4. Diğer yandan, İlk Derece Mahkemesince hükme esas alınan bilirkişi raporunda, davacının 02.04.2018 tarihinden arabuluculuk son tutanak tarihine kadar olan puantaj kayıtlarının incelenmesi sonucunda, davacının çalıştığı anlaşılan ulusal bayram ve genel tatil günlerinin belirlendiği ve bordrolarda hak edilen ücretin ödendiği ifade edilmiş olup "davacının maaş bordroları ve puantaj kayıtlarının incelenmesinden çalıştığı UBGT günlerine denk gelen aylarda bir günlük yevmiye (aylık ücretin içinde) ve zamlı 2 günlük UBGT ödemesi (30.10.2020 den sonra 1 yevmiye) yapıldığı, yapılan ödeme ile ödenmesi gereken UBGT ücretinin bire bir uyumlu olduğu tespit edildiğinden hesaplanması mümkün olmamıştır." denmiştir. Ancak hükme esas alınan bilirkişi raporunda, 02.04.2018 tarihinden itibaren arabuluculuk son tutanak tarihine kadar olan talep konusu dönem bakımından davacının hangi ulusal bayram ve genel tatil günlerinde çalıştığı belli olmadığı gibi davalı tarafça ödenen ücret miktarları da ayrıca ve açıkça yazılmamıştır.
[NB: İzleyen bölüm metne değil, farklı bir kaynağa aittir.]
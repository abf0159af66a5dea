//! Toolkit configuration types.
//!
//! Matches the layout of `toolkit.json`:
//! ```json
//! {
//!   "schema_version": "1.0.0",
//!   "evaluation": { "threshold": 0.5, "calibration_bins": 10 },
//!   "drift": { "psi_bins": 10, "ks_threshold": 0.05 }
//! }
//! ```
//! Every section and field is optional; missing values take the defaults
//! below. The same layout is accepted as TOML.

use schemars::JsonSchema;
use serde::{Deserialize, Serialize};
use std::path::Path;

use crate::validate::ValidationError;

fn default_schema_version() -> String {
    crate::CONFIG_SCHEMA_VERSION.to_string()
}

/// Root configuration for the toolkit.
#[derive(Debug, Clone, PartialEq, Serialize, Deserialize, JsonSchema)]
pub struct ToolkitConfig {
    /// Configuration schema version.
    #[serde(default = "default_schema_version")]
    pub schema_version: String,

    /// Optional free-text description.
    #[serde(default, skip_serializing_if = "Option::is_none")]
    pub description: Option<String>,

    /// Classifier evaluation settings.
    #[serde(default)]
    pub evaluation: EvaluationConfig,

    /// Drift monitoring settings.
    #[serde(default)]
    pub drift: DriftConfig,
}

impl Default for ToolkitConfig {
    fn default() -> Self {
        Self {
            schema_version: default_schema_version(),
            description: None,
            evaluation: EvaluationConfig::default(),
            drift: DriftConfig::default(),
        }
    }
}

/// Settings for `ClassificationEvaluator` and the `evaluate` command.
#[derive(Debug, Clone, PartialEq, Serialize, Deserialize, JsonSchema)]
#[serde(default)]
pub struct EvaluationConfig {
    /// Decision threshold: predicted label is `p >= threshold`.
    pub threshold: f64,

    /// Number of equal-width bins for ECE and the calibration curve.
    pub calibration_bins: usize,

    /// How many misclassified examples to report.
    pub hard_sample_count: usize,

    /// Display name in reports.
    pub model_name: String,
}

impl Default for EvaluationConfig {
    fn default() -> Self {
        Self {
            threshold: 0.5,
            calibration_bins: 10,
            hard_sample_count: 10,
            model_name: "Model".to_string(),
        }
    }
}

/// Settings for PSI / KS drift monitoring.
#[derive(Debug, Clone, PartialEq, Serialize, Deserialize, JsonSchema)]
#[serde(default)]
pub struct DriftConfig {
    /// Number of reference-quantile bins for PSI.
    pub psi_bins: usize,

    /// Floor applied to bin proportions before taking logs.
    pub psi_epsilon: f64,

    /// KS p-value below which a feature is flagged as drifted.
    pub ks_threshold: f64,

    /// PSI at or above this is a MEDIUM alert.
    pub psi_moderate: f64,

    /// PSI at or above this is a HIGH alert.
    pub psi_significant: f64,
}

impl Default for DriftConfig {
    fn default() -> Self {
        Self {
            psi_bins: 10,
            psi_epsilon: 1e-4,
            ks_threshold: 0.05,
            psi_moderate: 0.10,
            psi_significant: 0.20,
        }
    }
}

/// On-disk encodings accepted for the config file.
#[derive(Debug, Clone, Copy, PartialEq, Eq)]
pub enum ConfigFormat {
    Json,
    Toml,
}

impl ConfigFormat {
    /// Pick the encoding from a file extension. Anything but `.toml` is JSON.
    pub fn from_path(path: &Path) -> Self {
        match path.extension().and_then(|e| e.to_str()) {
            Some(ext) if ext.eq_ignore_ascii_case("toml") => ConfigFormat::Toml,
            _ => ConfigFormat::Json,
        }
    }
}

impl ToolkitConfig {
    /// Load configuration from a file, choosing JSON or TOML by extension.
    pub fn from_file(path: &Path) -> Result<Self, ValidationError> {
        let content = std::fs::read_to_string(path).map_err(|e| {
            ValidationError::IoError(format!("Failed to read {}: {}", path.display(), e))
        })?;
        Self::parse(&content, ConfigFormat::from_path(path))
    }

    /// Parse configuration text in the given encoding.
    pub fn parse(content: &str, format: ConfigFormat) -> Result<Self, ValidationError> {
        match format {
            ConfigFormat::Json => Self::from_json_str(content),
            ConfigFormat::Toml => Self::from_toml_str(content),
        }
    }

    /// Parse configuration from a JSON string.
    pub fn from_json_str(json: &str) -> Result<Self, ValidationError> {
        serde_json::from_str(json)
            .map_err(|e| ValidationError::ParseError(format!("Invalid JSON: {}", e)))
    }

    /// Parse configuration from a TOML string.
    pub fn from_toml_str(text: &str) -> Result<Self, ValidationError> {
        toml::from_str(text).map_err(|e| ValidationError::ParseError(format!("Invalid TOML: {}", e)))
    }

    /// Pretty JSON rendering, as written by `config show`.
    pub fn to_json_pretty(&self) -> Result<String, ValidationError> {
        serde_json::to_string_pretty(self)
            .map_err(|e| ValidationError::ParseError(format!("Failed to serialize config: {}", e)))
    }
}

#[cfg(test)]
mod tests {
    use super::*;

    #[test]
    fn test_defaults() {
        let config = ToolkitConfig::default();
        assert_eq!(config.schema_version, "1.0.0");
        assert_eq!(config.evaluation.threshold, 0.5);
        assert_eq!(config.evaluation.calibration_bins, 10);
        assert_eq!(config.evaluation.model_name, "Model");
        assert_eq!(config.drift.psi_bins, 10);
        assert_eq!(config.drift.psi_epsilon, 1e-4);
        assert_eq!(config.drift.ks_threshold, 0.05);
    }

    #[test]
    fn test_empty_json_is_default() {
        let config = ToolkitConfig::from_json_str("{}").unwrap();
        assert_eq!(config, ToolkitConfig::default());
    }

    #[test]
    fn test_partial_section_keeps_other_defaults() {
        let config =
            ToolkitConfig::from_json_str(r#"{"evaluation": {"threshold": 0.3}}"#).unwrap();
        assert_eq!(config.evaluation.threshold, 0.3);
        assert_eq!(config.evaluation.hard_sample_count, 10);
        assert_eq!(config.drift, DriftConfig::default());
    }

    #[test]
    fn test_toml_parsing() {
        let text = r#"
schema_version = "1.0.0"

[drift]
psi_bins = 20
ks_threshold = 0.01
"#;
        let config = ToolkitConfig::from_toml_str(text).unwrap();
        assert_eq!(config.drift.psi_bins, 20);
        assert_eq!(config.drift.ks_threshold, 0.01);
        assert_eq!(config.drift.psi_significant, 0.20);
    }

    #[test]
    fn test_invalid_json_is_parse_error() {
        let err = ToolkitConfig::from_json_str("{ not json").unwrap_err();
        assert!(matches!(err, ValidationError::ParseError(_)));
    }

    #[test]
    fn test_format_from_extension() {
        assert_eq!(ConfigFormat::from_path(Path::new("a.toml")), ConfigFormat::Toml);
        assert_eq!(ConfigFormat::from_path(Path::new("a.TOML")), ConfigFormat::Toml);
        assert_eq!(ConfigFormat::from_path(Path::new("a.json")), ConfigFormat::Json);
        assert_eq!(ConfigFormat::from_path(Path::new("toolkit")), ConfigFormat::Json);
    }

    #[test]
    fn test_json_roundtrip_of_defaults() {
        let json = ToolkitConfig::default().to_json_pretty().unwrap();
        let back = ToolkitConfig::from_json_str(&json).unwrap();
        assert_eq!(back, ToolkitConfig::default());
    }
}
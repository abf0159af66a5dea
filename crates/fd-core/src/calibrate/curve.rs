//! Calibration curve generation.
//!
//! Reliability-diagram data: per-bin mean predicted probability against the
//! observed positive rate, plus ECE and MCE.

use super::metrics::LabeledScores;
use fd_common::{Error, Result};
use fd_math::{stable_sum, BinEdges};
use schemars::JsonSchema;
use serde::{Deserialize, Serialize};

/// A single point on a calibration curve.
#[derive(Debug, Clone, PartialEq, Serialize, Deserialize, JsonSchema)]
pub struct CalibrationBin {
    /// Bin lower bound (exclusive, except the first bin).
    pub lower: f64,
    /// Bin upper bound (inclusive).
    pub upper: f64,
    /// Mean predicted probability in this bin (bin midpoint when empty).
    pub mean_predicted: f64,
    /// Actual positive rate in this bin.
    pub actual_rate: f64,
    /// Number of samples in this bin.
    pub count: usize,
    /// Calibration error for this bin.
    pub error: f64,
}

/// A calibration curve (reliability diagram data).
#[derive(Debug, Clone, PartialEq, Serialize, Deserialize, JsonSchema)]
pub struct CalibrationCurve {
    /// Number of bins used.
    pub num_bins: usize,
    /// The bins.
    pub bins: Vec<CalibrationBin>,
    /// Expected calibration error: count-weighted mean of bin errors.
    pub ece: f64,
    /// Maximum calibration error over non-empty bins.
    pub mce: f64,
}

impl CalibrationCurve {
    /// Bin validated scores into `num_bins` equal-width right-closed bins.
    pub fn from_scores(data: &LabeledScores, num_bins: usize) -> Result<Self> {
        let edges = BinEdges::uniform_unit(num_bins)
            .ok_or_else(|| Error::invalid("n_bins must be at least 1"))?;
        let e = edges.as_slice();

        let mut counts = vec![0usize; num_bins];
        let mut positives = vec![0usize; num_bins];
        let mut prob_sums: Vec<Vec<f64>> = vec![Vec::new(); num_bins];
        for (&label, &p) in data.labels().iter().zip(data.probs()) {
            // Probabilities are validated to [0, 1], so every one lands.
            if let Some(b) = edges.locate_right_closed(p) {
                counts[b] += 1;
                if label {
                    positives[b] += 1;
                }
                prob_sums[b].push(p);
            }
        }

        let n = data.len() as f64;
        let mut weighted = Vec::with_capacity(num_bins);
        let mut mce = 0.0f64;

        let bins: Vec<CalibrationBin> = (0..num_bins)
            .map(|i| {
                let (lower, upper) = (e[i], e[i + 1]);
                let count = counts[i];
                if count == 0 {
                    return CalibrationBin {
                        lower,
                        upper,
                        mean_predicted: (lower + upper) / 2.0,
                        actual_rate: 0.0,
                        count: 0,
                        error: 0.0,
                    };
                }
                let mean_predicted = stable_sum(&prob_sums[i]) / count as f64;
                let actual_rate = positives[i] as f64 / count as f64;
                let error = (mean_predicted - actual_rate).abs();
                weighted.push(count as f64 * error);
                mce = mce.max(error);
                CalibrationBin {
                    lower,
                    upper,
                    mean_predicted,
                    actual_rate,
                    count,
                    error,
                }
            })
            .collect();

        Ok(CalibrationCurve {
            num_bins,
            bins,
            ece: stable_sum(&weighted) / n,
            mce,
        })
    }

    /// Non-empty bins only.
    pub fn populated_bins(&self) -> impl Iterator<Item = &CalibrationBin> {
        self.bins.iter().filter(|b| b.count > 0)
    }

    /// Generate ASCII representation of the calibration curve.
    ///
    /// `·` marks the diagonal of perfect calibration and `●` each non-empty
    /// bin.
    pub fn ascii_curve(&self, width: usize, height: usize) -> String {
        let width = width.max(10);
        let height = height.max(3);
        let mut output = String::new();

        output.push_str(&format!(
            "Calibration Curve (ECE={:.4}, MCE={:.4})\n",
            self.ece, self.mce
        ));
        output.push_str(&"─".repeat(width + 4));
        output.push('\n');

        let mut grid = vec![vec![' '; width]; height];

        for x in 0..width {
            let frac = x as f64 / (width - 1) as f64;
            let y = height - 1 - ((frac * (height - 1) as f64).round() as usize).min(height - 1);
            grid[y][x] = '·';
        }

        for bin in self.populated_bins() {
            let x = ((bin.mean_predicted * (width - 1) as f64).round() as usize).min(width - 1);
            let y = height - 1
                - ((bin.actual_rate * (height - 1) as f64).round() as usize).min(height - 1);
            grid[y][x] = '●';
        }

        for (i, row) in grid.iter().enumerate() {
            let y_val = 1.0 - (i as f64 / (height - 1) as f64);
            output.push_str(&format!("{:.1}│", y_val));
            output.extend(row.iter());
            output.push('\n');
        }

        output.push_str("   └");
        output.push_str(&"─".repeat(width));
        output.push('\n');
        let gap = width / 2 - 2;
        output.push_str("    0");
        output.push_str(&" ".repeat(gap));
        output.push_str("0.5");
        output.push_str(&" ".repeat(width - gap - 5));
        output.push_str("1.0\n");
        output.push_str("          Predicted Probability\n");

        output
    }
}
Bu anlamda ilgili alacak bakımından bilirkişi raporu denetime elverişli değildir. Yukarıdaki paragrafta belirtildiği şekilde, diğer alacakların yanı sıra ulusal bayram ve genel tatil ücreti alacağının da 31.10.2020 tarihine kadar Yüksek Hakem tarafından karara bağlanan toplu iş sözleşmesi hükümlerine göre, 18.01.2021 tarihinden itibaren de hesaplama konusu dönemin sonuna kadar 01.11.2019-31.10.2021 yürürlük süreli toplu iş sözleşmesinin 19 uncu maddesi hükmü gözetilerek hesaplanması gerektiği hususu göz önünde bulundurulmalıdır.
VI. KARAR
Açıklanan sebeplerle;
1. Temyiz olunan, İlk Derece Mahkemesi kararına karşı istinaf başvurusunun esastan reddine ilişkin Bölge Adliye Mahkemesi kararının ORTADAN KALDIRILMASINA,
2. İlk Derece Mahkemesi kararının BOZULMASINA,
Peşin alınan temyiz karar harcının istek hâlinde ilgiliye iadesine,
Dosyanın kararı veren İlk Derece Mahkemesine, bozma kararının bir örneğinin kararı veren Bölge Adliye Mahkemesine gönderilmesine,
25.03.2024 tarihinde oy birliğiyle karar verildi.